Microsoft early on recognized middleware as the Trojan horse that, once having, in effect, infiltrated the applications barrier, could enable rival operating systems to enter the market. … Middleware threatened to demolish Microsoft’s coveted monopoly power. Alerted to the threat, Microsoft strove over a period of approximately four years to prevent middleware technologies from fostering the development of enough full-featured, cross-platform applications to erode the applications barrier. In pursuit of this goal, Microsoft sought to convince developers to concentrate on Windows-specific APIs and ignore interfaces exposed by the two incarnations of middleware that posed the greatest threat, namely, Netscape’s Navigator Web browser and Sun’s implementation of the Java technology. Microsoft’s campaign succeeded in preventing—for several years, and perhaps permanently—Navigator and Java from fulfilling their potential to open the market for Intel-compatible PC operating systems to competition on the merits.
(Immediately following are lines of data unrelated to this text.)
//! Context window manager.
//!
//! Bounds the conversation sent to the model. The trim is structural, not
//! just positional: an assistant message proposing tool calls and the tool
//! results answering it move as one unit, and a call id with no matching
//! result is stripped before anything goes downstream. Trimming never
//! fails; in the worst case the newest content is truncated to fit.

use bookline_core::message::{Message, Role};
use std::collections::HashSet;

use crate::token::{estimate_message_tokens, estimate_messages_tokens, estimate_tokens};

/// Produce a bounded window over `messages`. The system message (wherever it
/// sits) is always retained and placed first; remaining history is dropped
/// oldest-first to fit `token_budget`.
pub fn trim(messages: &[Message], token_budget: usize) -> Vec<Message> {
    let mut system: Option<Message> = None;
    let mut rest: Vec<Message> = Vec::with_capacity(messages.len());
    for message in messages {
        if message.role == Role::System {
            if system.is_none() {
                system = Some(message.clone());
            }
        } else {
            rest.push(message.clone());
        }
    }

    let system_tokens = system.as_ref().map(estimate_message_tokens).unwrap_or(0);
    let budget = token_budget.saturating_sub(system_tokens);

    let groups = group_messages(rest);

    // Select newest-first. The newest group is always kept, truncated to
    // fit if it alone exceeds the budget.
    let mut kept_rev: Vec<Vec<Message>> = Vec::new();
    let mut used = 0usize;
    for group in groups.into_iter().rev() {
        let cost = estimate_messages_tokens(&group);
        if kept_rev.is_empty() {
            let group = if cost > budget {
                truncate_group(group, budget)
            } else {
                group
            };
            used += estimate_messages_tokens(&group);
            kept_rev.push(group);
        } else if used + cost <= budget {
            used += cost;
            kept_rev.push(group);
        } else {
            break;
        }
    }
    kept_rev.reverse();

    // Soft preference: start the window on a user turn.
    if kept_rev.iter().any(|g| g[0].role == Role::User) {
        while kept_rev.len() > 1 && kept_rev[0][0].role != Role::User {
            kept_rev.remove(0);
        }
    }

    let mut window = Vec::new();
    if let Some(system) = system {
        window.push(system);
    }
    for group in kept_rev {
        window.extend(group);
    }
    window
}

/// Partition messages into atomic units: a tool-proposing assistant message
/// travels with its results. Orphan tool results are dropped; an assistant
/// message whose calls are not all answered keeps its text but loses its
/// `tool_calls`.
fn group_messages(messages: Vec<Message>) -> Vec<Vec<Message>> {
    let mut groups: Vec<Vec<Message>> = Vec::new();
    let mut iter = messages.into_iter().peekable();

    while let Some(message) = iter.next() {
        match message.role {
            // A tool result with no preceding proposal has nothing to pair with.
            Role::Tool => {}
            Role::Assistant if message.proposes_tools() => {
                let ids: HashSet<String> =
                    message.tool_calls.iter().map(|c| c.id.clone()).collect();
                let mut results: Vec<Message> = Vec::new();
                while iter.peek().is_some_and(|m| m.role == Role::Tool) {
                    let Some(result) = iter.next() else { break };
                    let matches = result
                        .tool_call_id
                        .as_deref()
                        .is_some_and(|id| ids.contains(id));
                    if matches {
                        results.push(result);
                    }
                }

                let answered: HashSet<&str> = results
                    .iter()
                    .filter_map(|r| r.tool_call_id.as_deref())
                    .collect();
                let mut head = message;
                if !ids.iter().all(|id| answered.contains(id.as_str())) {
                    head.tool_calls = Vec::new();
                    results.clear();
                }

                let mut group = vec![head];
                group.extend(results);
                groups.push(group);
            }
            _ => groups.push(vec![message]),
        }
    }
    groups
}

/// Truncate message contents within a group to fit the budget, keeping every
/// message so call/result pairing stays intact.
fn truncate_group(mut group: Vec<Message>, budget: usize) -> Vec<Message> {
    let mut remaining = budget;
    for message in group.iter_mut() {
        let cost = estimate_message_tokens(message);
        if cost <= remaining {
            remaining -= cost;
            continue;
        }
        let fixed = cost - estimate_tokens(&message.content);
        let content_tokens = remaining.saturating_sub(fixed);
        message.content = truncate_chars(&message.content, content_tokens * 4);
        remaining = remaining.saturating_sub(fixed + estimate_tokens(&message.content));
    }
    group
}

fn truncate_chars(text: &str, max_bytes: usize) -> String {
    if text.len() <= max_bytes {
        return text.to_string();
    }
    let mut end = max_bytes;
    while end > 0 && !text.is_char_boundary(end) {
        end -= 1;
    }
    text[..end].to_string()
}
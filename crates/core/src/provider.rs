//! ModelProvider trait — the abstraction over the external language model.
//!
//! A provider knows how to send a bounded conversation to an LLM and get a
//! response back, including structured tool-call proposals. The orchestrator
//! calls `complete()` without knowing which backend is behind it.

use async_trait::async_trait;
use serde::{Deserialize, Serialize};

use crate::error::ProviderError;
use crate::message::Message;

/// A single completion request.
#[derive(Debug, Clone, Serialize, Deserialize)]
pub struct ModelRequest {
    /// The model to use (e.g., "gpt-4o", "anthropic/claude-sonnet-4")
    pub model: String,

    /// The bounded conversation window, system message first
    pub messages: Vec<Message>,

    /// Temperature (0.0 = deterministic)
    #[serde(default = "default_temperature")]
    pub temperature: f32,

    /// Maximum tokens to generate
    #[serde(default, skip_serializing_if = "Option::is_none")]
    pub max_tokens: Option<u32>,

    /// Tools the model may call
    #[serde(default, skip_serializing_if = "Vec::is_empty")]
    pub tools: Vec<ToolDefinition>,
}

fn default_temperature() -> f32 {
    0.2
}

/// A tool definition sent to the LLM so it knows what it can call.
#[derive(Debug, Clone, Serialize, Deserialize)]
pub struct ToolDefinition {
    /// The tool name
    pub name: String,

    /// Description of what the tool does
    pub description: String,

    /// JSON Schema describing the tool's parameters
    pub parameters: serde_json::Value,
}

/// A complete response from a provider.
#[derive(Debug, Clone, Serialize, Deserialize)]
pub struct ModelResponse {
    /// The generated message (text and/or tool calls)
    pub message: Message,

    /// Token usage statistics
    pub usage: Option<Usage>,

    /// Which model actually responded
    pub model: String,
}

/// Token usage information.
#[derive(Debug, Clone, Serialize, Deserialize)]
pub struct Usage {
    pub prompt_tokens: u32,
    pub completion_tokens: u32,
    pub total_tokens: u32,
}

/// The core provider trait.
#[async_trait]
pub trait ModelProvider: Send + Sync {
    /// A human-readable name for this provider.
    fn name(&self) -> &str;

    /// Send a request and get a complete response.
    async fn complete(
        &self,
        request: ModelRequest,
    ) -> std::result::Result<ModelResponse, ProviderError>;
}

#[cfg(test)]
mod tests {
    use super::*;

    #[test]
    fn request_defaults_to_low_temperature() {
        let json = r#"{"model":"gpt-4o","messages":[]}"#;
        let req: ModelRequest = serde_json::from_str(json).unwrap();
        assert!((req.temperature - 0.2).abs() < f32::EPSILON);
        assert!(req.tools.is_empty());
    }

    #[test]
    fn tool_definition_serialization() {
        let tool = ToolDefinition {
            name: "check_availability".into(),
            description: "Fetch open slots for a service".into(),
            parameters: serde_json::json!({
                "type": "object",
                "properties": {
                    "service_id": { "type": "string" },
                    "date_from": { "type": "string" }
                },
                "required": ["service_id"]
            }),
        };
        let json = serde_json::to_string(&tool).unwrap();
        assert!(json.contains("check_availability"));
        assert!(json.contains("service_id"));
    }
}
Yes, that all rings a bell. So now what? There’s not much satisfaction in necromancy. In the search for remedies, the judge and prosecutors will spend plenty of time conjuring the spirits of the dead, but they can’t bring back the past, and they don’t, in fact, want to destroy Microsoft—majestic exemplar of the fin de siècle boom. They’re nervous watching the Nasdaq plummet as it is.
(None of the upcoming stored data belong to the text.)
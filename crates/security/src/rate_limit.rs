//! Per-organization rate limiting — fixed one-minute windows.
//!
//! Counters are kept in-process. Checks are synchronous and cheap; the
//! limiter is shared across sessions of the same org but holds no
//! per-session state.

use bookline_core::error::SecurityError;
use std::collections::HashMap;
use std::sync::Mutex;
use std::time::{Duration, Instant};
use tracing::warn;

const WINDOW: Duration = Duration::from_secs(60);

struct WindowState {
    started: Instant,
    count: u32,
}

/// Fixed-window request limiter keyed by org id.
pub struct RateLimiter {
    limit_per_minute: u32,
    windows: Mutex<HashMap<String, WindowState>>,
}

impl RateLimiter {
    pub fn new(limit_per_minute: u32) -> Self {
        Self {
            limit_per_minute,
            windows: Mutex::new(HashMap::new()),
        }
    }

    /// Record one request for `org_id`. Returns `Err(RateLimited)` with a
    /// retry-after hint once the window's budget is spent.
    pub fn check(&self, org_id: &str) -> Result<(), SecurityError> {
        let now = Instant::now();
        let mut windows = self
            .windows
            .lock()
            .unwrap_or_else(|poisoned| poisoned.into_inner());

        let state = windows.entry(org_id.to_string()).or_insert(WindowState {
            started: now,
            count: 0,
        });

        if now.duration_since(state.started) >= WINDOW {
            state.started = now;
            state.count = 0;
        }

        if state.count >= self.limit_per_minute {
            let elapsed = now.duration_since(state.started);
            let retry_after_secs = WINDOW.saturating_sub(elapsed).as_secs().max(1);
            warn!(org_id, retry_after_secs, "Rate limit exceeded");
            return Err(SecurityError::RateLimited {
                org_id: org_id.to_string(),
                retry_after_secs,
            });
        }

        state.count += 1;
        Ok(())
    }
}
//! Check open slots for a service. Results are cached briefly so repeated
//! lookups within a turn do not hammer the booking API.

use async_trait::async_trait;
use bookline_core::error::ToolError;
use bookline_core::tool::{Tool, ToolReply};
use std::sync::Arc;
use std::time::Duration;

use crate::cache::BoundedCache;
use crate::store::AppointmentStore;

const CACHE_CAPACITY: usize = 64;
const CACHE_TTL: Duration = Duration::from_secs(30);

pub struct CheckAvailabilityTool {
    store: Arc<dyn AppointmentStore>,
    cache: BoundedCache<String, String>,
}

impl CheckAvailabilityTool {
    pub fn new(store: Arc<dyn AppointmentStore>) -> Self {
        Self {
            store,
            cache: BoundedCache::new(CACHE_CAPACITY, CACHE_TTL),
        }
    }
}

#[async_trait]
impl Tool for CheckAvailabilityTool {
    fn name(&self) -> &str {
        "check_availability"
    }

    fn description(&self) -> &str {
        "Fetch open appointment slots for a service, optionally from a given date onward."
    }

    fn parameters_schema(&self) -> serde_json::Value {
        serde_json::json!({
            "type": "object",
            "properties": {
                "service_id": {
                    "type": "string",
                    "description": "The service id, e.g. srv-001"
                },
                "date_from": {
                    "type": "string",
                    "description": "Earliest date to include, YYYY-MM-DD"
                }
            },
            "required": ["service_id"]
        })
    }

    async fn execute(&self, arguments: serde_json::Value) -> Result<ToolReply, ToolError> {
        let service_id = arguments["service_id"]
            .as_str()
            .ok_or_else(|| ToolError::InvalidArguments("Missing 'service_id' argument".into()))?;
        let date_from = arguments["date_from"].as_str();

        let key = format!("{service_id}|{}", date_from.unwrap_or(""));
        if let Some(cached) = self.cache.get(&key) {
            return Ok(ToolReply::success("", cached));
        }

        let response = self.store.availability(service_id, date_from).await?;
        if !response.success {
            let reason = response.error.unwrap_or_else(|| "unknown error".into());
            return Ok(ToolReply::error("", reason));
        }

        let slots = response.data.unwrap_or_default();
        let output = if slots.is_empty() {
            format!("No open slots for {service_id}. Suggest the customer try another date.")
        } else {
            let lines: Vec<String> = slots
                .iter()
                .map(|s| format!("- {} {}-{}", s.date, s.start_time, s.end_time))
                .collect();
            format!("Open slots for {service_id}:\n{}", lines.join("\n"))
        };
        self.cache.insert(key, output.clone());
        Ok(ToolReply::success("", output))
    }
}

#[cfg(test)]
mod tests {
    use super::*;
    use crate::store::MockAppointmentStore;

    #[tokio::test]
    async fn returns_slots_for_known_service() {
        let tool = CheckAvailabilityTool::new(Arc::new(MockAppointmentStore::new()));
        let reply = tool
            .execute(serde_json::json!({"service_id": "srv-001"}))
            .await
            .unwrap();
        assert!(reply.render().contains("2026-09-01 10:00-10:30"));
    }

    #[tokio::test]
    async fn unknown_service_is_an_error_reply() {
        let tool = CheckAvailabilityTool::new(Arc::new(MockAppointmentStore::new()));
        let reply = tool
            .execute(serde_json::json!({"service_id": "srv-999"}))
            .await
            .unwrap();
        assert!(reply.render().starts_with("[ERROR] Service not found"));
    }

    #[tokio::test]
    async fn missing_service_id_is_invalid_arguments() {
        let tool = CheckAvailabilityTool::new(Arc::new(MockAppointmentStore::new()));
        let err = tool.execute(serde_json::json!({})).await.unwrap_err();
        assert!(matches!(err, ToolError::InvalidArguments(_)));
    }

    #[tokio::test]
    async fn second_lookup_is_served_from_cache() {
        let store = Arc::new(MockAppointmentStore::new());
        let tool = CheckAvailabilityTool::new(store.clone());
        let first = tool
            .execute(serde_json::json!({"service_id": "srv-001"}))
            .await
            .unwrap();

        // The store going away does not affect a cached lookup
        store.set_offline(true);
        let second = tool
            .execute(serde_json::json!({"service_id": "srv-001"}))
            .await
            .unwrap();
        assert_eq!(first.render(), second.render());
    }
}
They can’t be optimistic about imposing behavioral remedies on these feisty and unrepentant executives. They can’t hope to untangle the many versions of Windows now. And as Bill and Steve repeated yesterday, the future has moved on anyway, to applications suites and online commerce and un-PC devices. The government could simply try to relieve Microsoft of its ill-gotten gains, but that would entail fines of a magnitude never seen on the planet Earth.

A structural remedy, the breakup of the company, might work, but not the breakup most analysts are talking about, where operating systems and Internet applications would go separate ways. It’s possible to imagine (oh, admit it, it’s fun to imagine) a different sort of breakup, creating three or four or five little Microsofts, each starting with the whole arsenal of products and lots of cash; each as tough and aggressive as ever. Suddenly the economy would benefit from the kind of competition that Microsoft likes to pretend exists already. Hardware makers would have a choice. So would consumers. And the government could back away—job well done.

Or then again, maybe Microsoft didn’t really break the law and it’s all going to go away on appeal. That’s what they’re saying inside the bubble, anyway.